Авиации посвящали стихи и Блок и Ходасевич. Зато, кажется, никто, кроме Гумилева, не воспел единственную настоящую (по английскому образцу) колониальную авантюру России, в результате которой некоторые жители Ферганской долины и подданные Туркмен-баши до сих пор читают и даже пишут стихи по-русски. И пусть из «Туркестанских генералов» неясно, в какой именно части света находится Туркестан: ведь и это вполне реалистически передает взгляд военного человека, который помнит лишь «ночные возгласы: «К оружью!»…

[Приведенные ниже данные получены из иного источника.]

//! Sequential token-fallback fetch against a GitHub REST endpoint.
//!
//! Candidate tokens are tried in order. A 2xx or 304 ends the sequence
//! immediately. Failures in the retryable set {401, 403, 429} move on to
//! the next token; any other failure (404, 422, ...) is definitive and is
//! surfaced without trying further tokens or the anonymous fallback. The
//! anonymous request fires only when every token failed retryably, or no
//! tokens existed at all, and its result is authoritative either way.

use serde_json::Value;
use ureq::Agent;

use crate::error::{GithubError, Result};

/// Statuses worth retrying with different (or no) credentials.
const RETRYABLE_STATUSES: [u16; 3] = [401, 403, 429];

/// Terminal result of the fallback sequence.
#[derive(Debug)]
pub enum FetchOutcome {
    Success { body: Value, etag: Option<String> },
    NotModified,
    Failure { status: u16, message: String },
}

/// Run the fallback sequence against `endpoint`, relaying `if_none_match`
/// to every upstream attempt.
pub fn fetch_with_fallback(
    agent: &Agent,
    endpoint: &str,
    tokens: &[String],
    if_none_match: Option<&str>,
) -> Result<FetchOutcome> {
    for token in tokens {
        match attempt(agent, endpoint, Some(token), if_none_match)? {
            FetchOutcome::Failure { status, .. } if RETRYABLE_STATUSES.contains(&status) => {
                continue;
            }
            // Success, 304, or a definitive failure all end the sequence.
            outcome => return Ok(outcome),
        }
    }

    // Reached only when the token list is exhausted by retryable failures
    // (or was empty): one anonymous attempt, result authoritative.
    attempt(agent, endpoint, None, if_none_match)
}

fn attempt(
    agent: &Agent,
    endpoint: &str,
    token: Option<&str>,
    if_none_match: Option<&str>,
) -> Result<FetchOutcome> {
    let mut request = agent
        .get(endpoint)
        .header("Accept", "application/vnd.github+json")
        .header("X-GitHub-Api-Version", "2022-11-28");
    if let Some(token) = token {
        request = request.header("Authorization", &format!("Bearer {token}"));
    }
    if let Some(etag) = if_none_match {
        request = request.header("If-None-Match", etag);
    }

    let mut response = request.call().map_err(GithubError::Http)?;
    let status = response.status().as_u16();

    if status == 304 {
        return Ok(FetchOutcome::NotModified);
    }

    if (200..300).contains(&status) {
        let etag = response
            .headers()
            .get("etag")
            .and_then(|v| v.to_str().ok())
            .map(str::to_string);
        let body: Value = response.body_mut().read_json()?;
        return Ok(FetchOutcome::Success { body, etag });
    }

    Ok(FetchOutcome::Failure {
        status,
        message: failure_message(status, &mut response),
    })
}

/// Extract the upstream error message, preferring the GitHub `message`
/// field over the raw body, with a generic fallback.
fn failure_message(status: u16, response: &mut ureq::http::Response<ureq::Body>) -> String {
    let body = response
        .body_mut()
        .read_to_string()
        .unwrap_or_else(|_| String::new());

    if let Ok(parsed) = serde_json::from_str::<Value>(&body) {
        if let Some(message) = parsed.get("message").and_then(Value::as_str) {
            return message.to_string();
        }
    }
    if body.trim().is_empty() {
        format!("GitHub error {status}")
    } else {
        body
    }
}
use crate::cli::OutputFormat;
use anyhow::Result;
use colored::Colorize;
use mention_snapshot::SnapshotGenerator;
use std::path::{Path, PathBuf};

pub fn handle_snapshot(
    url: &str,
    out: Option<&Path>,
    registry: bool,
    base_url: Option<String>,
    views_dir: Option<PathBuf>,
    format: OutputFormat,
) -> Result<()> {
    let generator = SnapshotGenerator::new(
        super::client(),
        base_url,
        views_dir.unwrap_or_else(SnapshotGenerator::default_views_dir),
    );
    let snapshot = generator.generate(url)?;

    if let Some(dir) = out {
        std::fs::create_dir_all(dir)?;
        let component_path = dir.join(format!("github-mention-{}.tsx", snapshot.slug));
        std::fs::write(&component_path, &snapshot.code)?;
        let manifest_path = dir.join(format!("github-mention-{}.json", snapshot.slug));
        std::fs::write(
            &manifest_path,
            serde_json::to_string_pretty(&snapshot.registry)?,
        )?;

        match format {
            OutputFormat::Json => {
                println!(
                    "{}",
                    serde_json::to_string_pretty(&serde_json::json!({
                        "success": true,
                        "component": component_path,
                        "registry": manifest_path,
                        "slug": snapshot.slug,
                        "componentName": snapshot.component_name,
                    }))?
                );
            }
            OutputFormat::Text => {
                println!("Wrote {}", component_path.display().to_string().cyan());
                println!("Wrote {}", manifest_path.display().to_string().cyan());
            }
        }
        return Ok(());
    }

    if registry {
        println!("{}", serde_json::to_string_pretty(&snapshot.registry)?);
        return Ok(());
    }

    match format {
        OutputFormat::Json => {
            println!(
                "{}",
                serde_json::to_string_pretty(&serde_json::json!({
                    "resource": snapshot.resource,
                    "registry": snapshot.registry,
                    "code": snapshot.code,
                    "componentName": snapshot.component_name,
                    "slug": snapshot.slug,
                }))?
            );
        }
        OutputFormat::Text => {
            print!("{}", snapshot.code);
        }
    }

    Ok(())
}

А все же лучшие стихи в «Чужом небе» — по-прежнему стихи сновидца. К примеру, «Я верил, я думал…», где страшный (символистский) сон переходит в сон как будто светлый, совершенно избавленный от символов и смыслов, но оттого еще более пугающий. «Превращение сердца в куклу», — записал Блок; но Гумилев никогда не забывал, что «обида куклы обиды своей жалчей». На тему сна написана «Маргарита» — это сон Ахматовой: о том, что Фауст — выдумка Маргариты. Гумилев не бросает окончательно этого пути: он как будто чувствует, что многое в его поэтическом будущем связано именно с этой линией. Он вообще никогда не отрекался от своего писательского прошлого; он не принадлежал к поэтам, чей путь — прямая линия, которые равнодушно оставляют пройденное и ставшее невозвратным за спиной. Так Мандельштаму в 20-е и 30-е годы было не вернуться, хоть бы он и захотел, к поэтике «Камня». Гумилев скорее шел по спирали. Ранние стихи всегда были для него актуальны, всегда служили материалом для новых свершений.
К сожалению, в «Чужом небе» много просто слабых вещей — больше, чем в «Жемчугах». В чем-то Ясинский был прав.

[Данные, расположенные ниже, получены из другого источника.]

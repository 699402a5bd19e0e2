use chrono::{DateTime, Utc};
use serde::{Deserialize, Deserializer, Serialize};

/// Deserializes a field that distinguishes "absent" from "explicitly null":
/// a present field (null or not) lands in `Some(..)`, absence is handled by
/// `#[serde(default)]` and stays `None`.
fn tri_state<'de, T, D>(deserializer: D) -> Result<Option<Option<T>>, D::Error>
where
    T: Deserialize<'de>,
    D: Deserializer<'de>,
{
    Option::<T>::deserialize(deserializer).map(Some)
}

/// Classification of a raw string against GitHub URL shapes.
///
/// `Unknown` is a valid terminal state for unparseable input, not an
/// error; callers branch on it before attempting any network call.
#[derive(Debug, Clone, PartialEq, Eq, Serialize, Deserialize)]
#[serde(tag = "kind", rename_all = "lowercase")]
pub enum ParsedGithubUrl {
    Pull {
        owner: String,
        repo: String,
        number: u64,
    },
    Issue {
        owner: String,
        repo: String,
        number: u64,
    },
    Repo {
        owner: String,
        repo: String,
    },
    User {
        username: String,
    },
    Unknown,
}

impl ParsedGithubUrl {
    /// Returns true when the variant maps to a fetchable GitHub REST endpoint.
    pub fn is_fetchable(&self) -> bool {
        !matches!(self, Self::Unknown)
    }
}

/// Normalized GitHub resource, the single contract consumed by every
/// display surface. The `kind` tag discriminates the variant on the wire.
#[derive(Debug, Clone, PartialEq, Serialize, Deserialize)]
#[serde(tag = "kind", rename_all = "lowercase")]
pub enum GithubResource {
    Pull(PullResource),
    Issue(IssueResource),
    User(UserResource),
    Repo(RepoResource),
}

impl GithubResource {
    pub fn kind(&self) -> ResourceKind {
        match self {
            Self::Pull(_) => ResourceKind::Pull,
            Self::Issue(_) => ResourceKind::Issue,
            Self::User(_) => ResourceKind::User,
            Self::Repo(_) => ResourceKind::Repo,
        }
    }

    pub fn html_url(&self) -> &str {
        match self {
            Self::Pull(p) => &p.html_url,
            Self::Issue(i) => &i.html_url,
            Self::User(u) => &u.html_url,
            Self::Repo(r) => &r.html_url,
        }
    }
}

/// The four resource kinds, used where only the tag matters.
#[derive(Debug, Clone, Copy, PartialEq, Eq, Serialize, Deserialize)]
#[serde(rename_all = "lowercase")]
pub enum ResourceKind {
    Pull,
    Issue,
    User,
    Repo,
}

impl ResourceKind {
    pub fn as_str(&self) -> &'static str {
        match self {
            Self::Pull => "pull",
            Self::Issue => "issue",
            Self::User => "user",
            Self::Repo => "repo",
        }
    }
}

#[derive(Debug, Clone, Copy, PartialEq, Eq, Serialize, Deserialize)]
#[serde(rename_all = "lowercase")]
pub enum IssueState {
    Open,
    Closed,
}

#[derive(Debug, Clone, Copy, PartialEq, Eq, Serialize, Deserialize)]
#[serde(rename_all = "lowercase")]
pub enum Visibility {
    Public,
    Private,
}

/// Author/actor attached to issues and pull requests.
#[derive(Debug, Clone, PartialEq, Serialize, Deserialize)]
pub struct ResourceUser {
    #[serde(default, skip_serializing_if = "Option::is_none")]
    pub id: Option<u64>,
    pub login: String,
    pub avatar_url: String,
    pub html_url: String,
}

#[derive(Debug, Clone, PartialEq, Serialize, Deserialize)]
pub struct Label {
    pub id: u64,
    pub name: String,
    #[serde(default, skip_serializing_if = "Option::is_none")]
    pub color: Option<String>,
}

/// Base/head branch reference on a pull request.
#[derive(Debug, Clone, PartialEq, Serialize, Deserialize)]
pub struct BranchRef {
    #[serde(rename = "ref", default, skip_serializing_if = "Option::is_none")]
    pub ref_name: Option<String>,
    #[serde(default, skip_serializing_if = "Option::is_none")]
    pub repo: Option<RepoRef>,
}

#[derive(Debug, Clone, PartialEq, Serialize, Deserialize)]
pub struct RepoRef {
    pub full_name: String,
}

#[derive(Debug, Clone, PartialEq, Serialize, Deserialize)]
pub struct PullResource {
    pub id: u64,
    pub number: u64,
    pub state: IssueState,
    pub merged: bool,
    pub draft: bool,
    pub title: String,
    #[serde(default, skip_serializing_if = "Option::is_none")]
    pub body: Option<String>,
    pub user: ResourceUser,
    #[serde(default, skip_serializing_if = "Option::is_none")]
    pub created_at: Option<DateTime<Utc>>,
    #[serde(default, skip_serializing_if = "Option::is_none")]
    pub updated_at: Option<DateTime<Utc>>,
    pub html_url: String,
    #[serde(default, skip_serializing_if = "Option::is_none")]
    pub labels: Option<Vec<Label>>,
    #[serde(default, skip_serializing_if = "Option::is_none")]
    pub base: Option<BranchRef>,
    #[serde(default, skip_serializing_if = "Option::is_none")]
    pub head: Option<BranchRef>,
}

#[derive(Debug, Clone, PartialEq, Serialize, Deserialize)]
pub struct IssueResource {
    pub id: u64,
    pub number: u64,
    pub state: IssueState,
    pub title: String,
    pub user: ResourceUser,
    #[serde(default, skip_serializing_if = "Option::is_none")]
    pub created_at: Option<DateTime<Utc>>,
    pub html_url: String,
    pub comments: u64,
    #[serde(default, skip_serializing_if = "Option::is_none")]
    pub labels: Option<Vec<Label>>,
}

#[derive(Debug, Clone, PartialEq, Serialize, Deserialize)]
pub struct UserResource {
    pub id: u64,
    pub login: String,
    #[serde(default, skip_serializing_if = "Option::is_none")]
    pub name: Option<String>,
    #[serde(default, skip_serializing_if = "Option::is_none")]
    pub avatar_url: Option<String>,
    pub html_url: String,
    #[serde(default, skip_serializing_if = "Option::is_none")]
    pub bio: Option<String>,
    pub followers: u64,
    pub following: u64,
    #[serde(default, skip_serializing_if = "Option::is_none")]
    pub location: Option<String>,
}

#[derive(Debug, Clone, PartialEq, Serialize, Deserialize)]
pub struct RepoOwner {
    pub login: String,
    #[serde(default, skip_serializing_if = "Option::is_none")]
    pub avatar_url: Option<String>,
    pub html_url: String,
}

/// Repository resource.
///
/// `language` and `language_color` are tri-state: an absent field stays
/// absent on the wire (outer `None`), an explicit JSON null is preserved
/// (`Some(None)`). `visibility` is always present and may be null.
#[derive(Debug, Clone, PartialEq, Serialize, Deserialize)]
pub struct RepoResource {
    pub id: u64,
    pub name: String,
    pub full_name: String,
    #[serde(default, skip_serializing_if = "Option::is_none")]
    pub description: Option<String>,
    pub html_url: String,
    pub stargazers_count: u64,
    pub forks_count: u64,
    pub open_issues_count: u64,
    #[serde(default)]
    pub visibility: Option<Visibility>,
    #[serde(
        default,
        deserialize_with = "tri_state",
        skip_serializing_if = "Option::is_none"
    )]
    pub language: Option<Option<String>>,
    #[serde(
        rename = "languageColor",
        default,
        deserialize_with = "tri_state",
        skip_serializing_if = "Option::is_none"
    )]
    pub language_color: Option<Option<String>>,
    #[serde(default, skip_serializing_if = "Option::is_none")]
    pub pushed_at: Option<DateTime<Utc>>,
    #[serde(default, skip_serializing_if = "Option::is_none")]
    pub updated_at: Option<DateTime<Utc>>,
    pub owner: RepoOwner,
}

В момент выхода книги Гумилев и Ахматова находились в Италии. Выехали они 3 апреля, провожали их Кузмин и Зноско-Боровский. Гумилев взял с собой Готье, Ахматовой же купил «Мадам Бовари» Флобера, которого она прежде не читала. Но она (по собственному признанию) «проглотила» книгу до отъезда. Через Берлин и Лозанну приехали в Оспедалетти (маленький городок в Лигурии, на Итальянской Ривьере), где жили родственники Кузьминых-Караваевых. Оттуда их путь пролегал в Сан-Ремо (курорт на берегу Генуэзского залива), пароходом в Геную, в Пизу и во Флоренцию.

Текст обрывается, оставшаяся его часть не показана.